◆ **What the exercise asks**
Your task is to transcribe the entries below exactly, beginning with the line containing "SourceLanguage::Known(normalize(code))" and ending with the final line, and to add nothing else.

(Recorded data)
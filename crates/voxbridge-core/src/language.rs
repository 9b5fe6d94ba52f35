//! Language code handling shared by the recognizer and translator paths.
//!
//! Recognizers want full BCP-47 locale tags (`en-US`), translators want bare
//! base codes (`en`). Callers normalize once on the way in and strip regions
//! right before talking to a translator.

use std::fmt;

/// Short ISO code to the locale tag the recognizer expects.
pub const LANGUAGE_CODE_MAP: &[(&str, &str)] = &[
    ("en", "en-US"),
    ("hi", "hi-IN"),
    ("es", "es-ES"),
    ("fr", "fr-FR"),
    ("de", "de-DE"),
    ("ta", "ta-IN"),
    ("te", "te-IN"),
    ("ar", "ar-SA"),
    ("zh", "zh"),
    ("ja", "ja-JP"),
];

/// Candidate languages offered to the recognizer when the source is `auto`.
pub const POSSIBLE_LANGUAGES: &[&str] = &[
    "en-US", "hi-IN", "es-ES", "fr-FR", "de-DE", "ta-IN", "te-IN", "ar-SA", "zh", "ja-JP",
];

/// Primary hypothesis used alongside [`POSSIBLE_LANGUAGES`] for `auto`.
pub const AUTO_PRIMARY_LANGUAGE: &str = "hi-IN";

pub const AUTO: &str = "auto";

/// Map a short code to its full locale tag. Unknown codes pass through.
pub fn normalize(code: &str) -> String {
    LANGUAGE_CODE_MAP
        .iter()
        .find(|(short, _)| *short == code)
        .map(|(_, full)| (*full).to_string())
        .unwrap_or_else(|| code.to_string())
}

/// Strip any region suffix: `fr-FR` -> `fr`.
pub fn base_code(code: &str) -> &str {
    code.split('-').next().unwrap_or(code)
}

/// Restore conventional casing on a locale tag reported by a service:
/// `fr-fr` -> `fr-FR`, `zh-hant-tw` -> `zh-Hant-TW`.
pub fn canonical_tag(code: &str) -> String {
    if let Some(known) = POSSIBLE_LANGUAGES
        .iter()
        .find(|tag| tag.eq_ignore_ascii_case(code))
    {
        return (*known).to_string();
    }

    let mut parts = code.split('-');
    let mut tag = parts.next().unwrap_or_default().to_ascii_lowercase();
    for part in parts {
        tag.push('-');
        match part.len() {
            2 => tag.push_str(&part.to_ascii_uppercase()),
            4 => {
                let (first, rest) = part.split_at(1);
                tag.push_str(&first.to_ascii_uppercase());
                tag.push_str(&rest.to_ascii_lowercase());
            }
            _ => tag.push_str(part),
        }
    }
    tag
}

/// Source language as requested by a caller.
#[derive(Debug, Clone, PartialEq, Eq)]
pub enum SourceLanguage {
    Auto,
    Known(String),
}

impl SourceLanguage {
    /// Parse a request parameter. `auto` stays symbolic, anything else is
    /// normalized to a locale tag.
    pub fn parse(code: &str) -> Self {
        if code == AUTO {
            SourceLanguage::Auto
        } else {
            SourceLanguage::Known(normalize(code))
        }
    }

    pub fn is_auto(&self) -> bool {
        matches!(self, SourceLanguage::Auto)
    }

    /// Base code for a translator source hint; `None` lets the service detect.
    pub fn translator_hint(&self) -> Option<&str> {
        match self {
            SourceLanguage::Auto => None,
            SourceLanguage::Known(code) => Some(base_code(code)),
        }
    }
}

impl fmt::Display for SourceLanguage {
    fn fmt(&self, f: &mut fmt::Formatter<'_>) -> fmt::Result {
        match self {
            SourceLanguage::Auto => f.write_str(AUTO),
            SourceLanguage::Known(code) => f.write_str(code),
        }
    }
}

◆ **Exercise solution**
            SourceLanguage::Known(normalize(code))
        }
    }

    pub fn is_auto(&self) -> bool {
        matches!(self, SourceLanguage::Auto)
    }

    /// Base code for a translator source hint; `None` lets the service detect.
    pub fn translator_hint(&self) -> Option<&str> {
        match self {
            SourceLanguage::Auto => None,
            SourceLanguage::Known(code) => Some(base_code(code)),
        }
    }
}

impl fmt::Display for SourceLanguage {
    fn fmt(&self, f: &mut fmt::Formatter<'_>) -> fmt::Result {
        match self {
            SourceLanguage::Auto => f.write_str(AUTO),
            SourceLanguage::Known(code) => f.write_str(code),
        }
    }
}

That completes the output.